▸ TASK BRIEF
Across the records that follow, give the number of lines containing the word "second" and nothing else.

[Dataset items]
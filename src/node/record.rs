//! Node records: the view callers get of one persisted node.

use crate::document::{DocumentParameters, InventoryDocument};
use crate::types::{split_identity, Parameters, DEFAULT_CLUSTER, DEFAULT_ENVIRONMENT};
use serde::{Deserialize, Serialize};
use serde_yaml::{Mapping, Value};

/// Namespace path of the system identity block inside node parameters.
pub const SYSTEM_NAMESPACE: [&str; 2] = ["linux", "system"];

/// A node as read back from the inventory.
#[derive(Debug, Clone, PartialEq, Serialize, Deserialize)]
pub struct NodeRecord {
    pub identity: String,
    pub host_name: String,
    pub domain: String,
    pub cluster: String,
    pub environment: String,
    /// Directory below the nodes root holding the record; empty for the root.
    pub path: String,
    pub classes: Vec<String>,
    /// The private `_param` namespace.
    pub parameters: Parameters,
}

impl NodeRecord {
    pub fn from_document(identity: &str, path: &str, document: &InventoryDocument) -> Self {
        let (host_name, domain) = split_identity(identity);
        let system = |key: &str| {
            document
                .parameter_str(&[SYSTEM_NAMESPACE[0], SYSTEM_NAMESPACE[1], key])
                .map(str::to_string)
        };
        Self {
            identity: identity.to_string(),
            host_name,
            domain,
            cluster: system("cluster").unwrap_or_else(|| DEFAULT_CLUSTER.to_string()),
            environment: system("environment").unwrap_or_else(|| DEFAULT_ENVIRONMENT.to_string()),
            path: path.to_string(),
            classes: document.classes.clone(),
            parameters: document.params(),
        }
    }
}

/// Build the document written for a newly created node.
pub fn new_node_document(
    identity: &str,
    cluster: &str,
    environment: &str,
    classes: &[String],
    parameters: &Parameters,
) -> InventoryDocument {
    let (host_name, domain) = split_identity(identity);

    let mut system = Mapping::new();
    system.insert(Value::from("name"), Value::from(host_name));
    system.insert(Value::from("domain"), Value::from(domain));
    system.insert(Value::from("cluster"), Value::from(cluster));
    system.insert(Value::from("environment"), Value::from(environment));

    let mut linux = Mapping::new();
    linux.insert(Value::from(SYSTEM_NAMESPACE[1]), Value::Mapping(system));

    let mut namespaces = Mapping::new();
    namespaces.insert(Value::from(SYSTEM_NAMESPACE[0]), Value::Mapping(linux));

    InventoryDocument {
        classes: classes.to_vec(),
        parameters: DocumentParameters {
            param: parameters.clone(),
            namespaces,
        },
        extra: Mapping::new(),
    }
}
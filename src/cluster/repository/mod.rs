//! Override repository port and adapters.

pub mod contract;
pub mod yaml;

pub use contract::{OverrideRepository, OverrideScope, DEFAULT_OVERRIDE_FILE};
pub use yaml::YamlOverrideRepository;
//! Node repository port and adapters.

pub mod contract;
pub mod yaml;

pub use contract::{NodeRepository, StoredNode};
pub use yaml::YamlNodeRepository;
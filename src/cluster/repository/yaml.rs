use crate::cluster::repository::{OverrideRepository, OverrideScope};
use crate::document::InventoryDocument;
use crate::error::{ApiError, StorageError};
use std::path::{Path, PathBuf};

/// Directory under the classes root holding per-cluster overrides.
pub const CLUSTER_DIR: &str = "cluster";

/// Overrides as `<classes_dir>/cluster/<cluster>/<file_name>`.
pub struct YamlOverrideRepository {
    classes_dir: PathBuf,
}

impl YamlOverrideRepository {
    pub fn new(classes_dir: impl Into<PathBuf>) -> Self {
        Self {
            classes_dir: classes_dir.into(),
        }
    }

    pub fn classes_dir(&self) -> &Path {
        &self.classes_dir
    }
}

impl OverrideRepository for YamlOverrideRepository {
    fn file_for(&self, scope: &OverrideScope) -> PathBuf {
        let mut dir = self.classes_dir.join(CLUSTER_DIR);
        if !scope.cluster.is_empty() {
            dir = dir.join(&scope.cluster);
        }
        dir.join(&scope.file_name)
    }

    fn load(&self, scope: &OverrideScope) -> Result<Option<InventoryDocument>, ApiError> {
        let file = self.file_for(scope);
        let content = match std::fs::read_to_string(&file) {
            Ok(content) => content,
            Err(e) if e.kind() == std::io::ErrorKind::NotFound => return Ok(None),
            Err(e) => return Err(StorageError::io(&file, e).into()),
        };
        let document = InventoryDocument::from_yaml_str(&content)
            .map_err(|e| StorageError::yaml(&file, e))?;
        Ok(Some(document))
    }

    fn save(
        &self,
        scope: &OverrideScope,
        document: &InventoryDocument,
    ) -> Result<PathBuf, ApiError> {
        let file = self.file_for(scope);
        if let Some(dir) = file.parent() {
            std::fs::create_dir_all(dir).map_err(|e| StorageError::io(dir, e))?;
        }
        let content = document
            .to_yaml_string()
            .map_err(|e| StorageError::yaml(&file, e))?;
        std::fs::write(&file, content).map_err(|e| StorageError::io(&file, e))?;
        Ok(file)
    }
}
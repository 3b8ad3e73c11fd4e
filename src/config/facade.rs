//! ConfigLoader facade delegating to merge service.

use super::merge::service::MergeService;
use super::ReclassConfig;
use config::ConfigError;
use std::path::Path;

/// Configuration loader facade.
pub struct ConfigLoader;

impl ConfigLoader {
    /// Load configuration from the global file and environment.
    pub fn load() -> Result<ReclassConfig, ConfigError> {
        MergeService::load(None)
    }

    /// Load configuration with an explicit file layered over the global one.
    pub fn load_from_file(path: &Path) -> Result<ReclassConfig, ConfigError> {
        MergeService::load(Some(path))
    }

    /// Create default configuration.
    pub fn default() -> ReclassConfig {
        ReclassConfig::default()
    }
}
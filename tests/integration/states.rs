use super::support::{classes, inventory};
use reclass_meta::state::{cluster_meta_absent, cluster_meta_present, node_absent, node_present};
use reclass_meta::{NodeSpec, OverrideScope};
use serde_yaml::Value;
use tempfile::TempDir;

#[test]
fn test_node_states_round_trip() {
    let temp = TempDir::new().unwrap();
    let inventory = inventory(&temp);
    let spec = NodeSpec::new("cfg01.lab.local")
        .with_path("_generated")
        .with_classes(classes(&["system.salt.master"]));

    let created = node_present(inventory.nodes(), &spec);
    assert!(created.result);
    assert!(created.has_changes());
    assert!(!node_present(inventory.nodes(), &spec).has_changes());

    let removed = node_absent(inventory.nodes(), "cfg01.lab.local");
    assert!(removed.has_changes());
    assert!(inventory.nodes().get("cfg01.lab.local").unwrap().is_none());
}

#[test]
fn test_cluster_meta_states() {
    let temp = TempDir::new().unwrap();
    let inventory = inventory(&temp);
    let scope = OverrideScope::default();

    let first = cluster_meta_present(inventory.clusters(), "dns", Value::from("1.1.1.1"), &scope);
    assert!(first.result && first.has_changes());
    let second = cluster_meta_present(inventory.clusters(), "dns", Value::from("1.1.1.1"), &scope);
    assert!(second.result && !second.has_changes());

    assert!(cluster_meta_absent(inventory.clusters(), "dns", &scope).has_changes());
    assert!(!cluster_meta_absent(inventory.clusters(), "dns", &scope).has_changes());
}
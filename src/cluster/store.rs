//! Cluster Metadata Store: flat override parameters per cluster file.

use crate::cluster::repository::{OverrideRepository, OverrideScope};
use crate::concurrency::KeyedLockManager;
use crate::error::ApiError;
use crate::types::Parameters;
use serde::Serialize;
use serde_yaml::Value;
use std::sync::Arc;

/// Outcome of setting one override parameter.
#[derive(Debug, Clone, PartialEq, Serialize)]
#[serde(tag = "status", rename_all = "snake_case")]
pub enum SetOutcome {
    Created { value: Value },
    /// The stored value already equals the requested one; nothing was written.
    Unchanged { value: Value },
    Updated { old: Value, new: Value },
}

impl SetOutcome {
    pub fn changed(&self) -> bool {
        !matches!(self, SetOutcome::Unchanged { .. })
    }
}

#[derive(Debug, Clone, PartialEq, Serialize)]
#[serde(tag = "status", rename_all = "snake_case")]
pub enum RemoveOutcome {
    Deleted { old: Value },
    NotFound,
}

pub struct ClusterMetadataStore {
    repository: Arc<dyn OverrideRepository>,
    locks: KeyedLockManager,
}

impl ClusterMetadataStore {
    pub fn new(repository: Arc<dyn OverrideRepository>) -> Self {
        Self {
            repository,
            locks: KeyedLockManager::new(),
        }
    }

    fn lock_key(&self, scope: &OverrideScope) -> String {
        self.repository.file_for(scope).to_string_lossy().into_owned()
    }

    /// All override parameters in `scope`; empty when the file does not exist.
    pub fn list(&self, scope: &OverrideScope) -> Result<Parameters, ApiError> {
        scope.validate()?;
        let lock = self.locks.get_lock(&self.lock_key(scope));
        let _guard = lock.read();
        Ok(self
            .repository
            .load(scope)?
            .map(|document| document.params())
            .unwrap_or_default())
    }

    pub fn get(&self, name: &str, scope: &OverrideScope) -> Result<Option<Value>, ApiError> {
        Ok(self.list(scope)?.get(name).cloned())
    }

    pub fn set(
        &self,
        name: &str,
        value: Value,
        scope: &OverrideScope,
    ) -> Result<SetOutcome, ApiError> {
        scope.validate()?;
        let lock = self.locks.get_lock(&self.lock_key(scope));
        let _guard = lock.write();

        let mut document = self.repository.load(scope)?.unwrap_or_default();
        let params = document.params_mut();
        let key = Value::from(name);

        let outcome = match params.get(&key) {
            Some(old) if *old == value => {
                tracing::debug!(parameter = name, "Cluster parameter already in correct state");
                return Ok(SetOutcome::Unchanged { value });
            }
            Some(old) => SetOutcome::Updated {
                old: old.clone(),
                new: value.clone(),
            },
            None => SetOutcome::Created {
                value: value.clone(),
            },
        };
        params.insert(key, value);

        let file = self.repository.save(scope, &document)?;
        tracing::info!(parameter = name, file = %file.display(), "Set cluster parameter");
        Ok(outcome)
    }

    pub fn delete(&self, name: &str, scope: &OverrideScope) -> Result<RemoveOutcome, ApiError> {
        scope.validate()?;
        let lock = self.locks.get_lock(&self.lock_key(scope));
        let _guard = lock.write();

        let mut document = match self.repository.load(scope)? {
            Some(document) => document,
            None => return Ok(RemoveOutcome::NotFound),
        };
        let old = match document.params_mut().remove(name) {
            Some(old) => old,
            None => return Ok(RemoveOutcome::NotFound),
        };

        let file = self.repository.save(scope, &document)?;
        tracing::info!(parameter = name, file = %file.display(), "Deleted cluster parameter");
        Ok(RemoveOutcome::Deleted { old })
    }
}
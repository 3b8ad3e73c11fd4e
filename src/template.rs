//! Placeholder substitution for rule templates.
//!
//! Templates reference node attributes as `<<key>>`. Keys follow identifier
//! syntax (`[A-Za-z_][A-Za-z0-9_]*`). A placeholder whose key is absent from
//! the attribute mapping, or that is not a valid identifier, is kept verbatim.

use crate::types::{value_to_string, Attributes};

pub const OPEN_DELIMITER: &str = "<<";
pub const CLOSE_DELIMITER: &str = ">>";

/// A parsed template string.
#[derive(Debug, Clone, PartialEq, Eq)]
pub struct Template<'a> {
    source: &'a str,
}

impl<'a> Template<'a> {
    pub fn new(source: &'a str) -> Self {
        Self { source }
    }

    /// Render against `attributes`, leaving unresolved placeholders literal.
    pub fn render(&self, attributes: &Attributes) -> String {
        let mut out = String::with_capacity(self.source.len());
        let mut rest = self.source;
        while let Some(found) = next_placeholder(rest) {
            match found {
                Scan::Placeholder { before, key, tail } => {
                    out.push_str(before);
                    match attributes.get(key) {
                        Some(value) => out.push_str(&value_to_string(value)),
                        None => {
                            out.push_str(OPEN_DELIMITER);
                            out.push_str(key);
                            out.push_str(CLOSE_DELIMITER);
                        }
                    }
                    rest = tail;
                }
                Scan::Literal { text, tail } => {
                    out.push_str(text);
                    rest = tail;
                }
            }
        }
        out.push_str(rest);
        out
    }
}

/// Render `template` against `attributes`.
pub fn substitute(template: &str, attributes: &Attributes) -> String {
    Template::new(template).render(attributes)
}

enum Scan<'a> {
    /// A well-formed `<<key>>` preceded by `before`.
    Placeholder {
        before: &'a str,
        key: &'a str,
        tail: &'a str,
    },
    /// An opening delimiter that does not start a placeholder; `text` ends with it.
    Literal { text: &'a str, tail: &'a str },
}

/// Find the next opening delimiter and classify what follows it.
fn next_placeholder(input: &str) -> Option<Scan<'_>> {
    let start = input.find(OPEN_DELIMITER)?;
    let open_end = start + OPEN_DELIMITER.len();
    let after_open = &input[open_end..];
    if let Some(end) = after_open.find(CLOSE_DELIMITER) {
        let key = &after_open[..end];
        if is_identifier(key) {
            return Some(Scan::Placeholder {
                before: &input[..start],
                key,
                tail: &after_open[end + CLOSE_DELIMITER.len()..],
            });
        }
    }
    Some(Scan::Literal {
        text: &input[..open_end],
        tail: after_open,
    })
}

pub(crate) fn is_identifier(key: &str) -> bool {
    let mut chars = key.chars();
    match chars.next() {
        Some(c) if c == '_' || c.is_ascii_alphabetic() => {}
        _ => return false,
    }
    chars.all(|c| c == '_' || c.is_ascii_alphanumeric())
}
//! Global config file source: `$XDG_CONFIG_HOME/reclass-meta/config.{toml,yaml,...}`

use crate::config::xdg;
use config::builder::DefaultState;
use config::{ConfigBuilder, ConfigError, File};

/// Add the optional global config file to builder.
pub fn add_to_builder(
    builder: ConfigBuilder<DefaultState>,
) -> Result<ConfigBuilder<DefaultState>, ConfigError> {
    match xdg::global_config_stem() {
        Ok(stem) => {
            let name = stem.to_string_lossy().into_owned();
            Ok(builder.add_source(File::with_name(&name).required(false)))
        }
        Err(e) => {
            tracing::debug!("Skipping global config file: {}", e);
            Ok(builder)
        }
    }
}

▸ TASK RESPONSE
2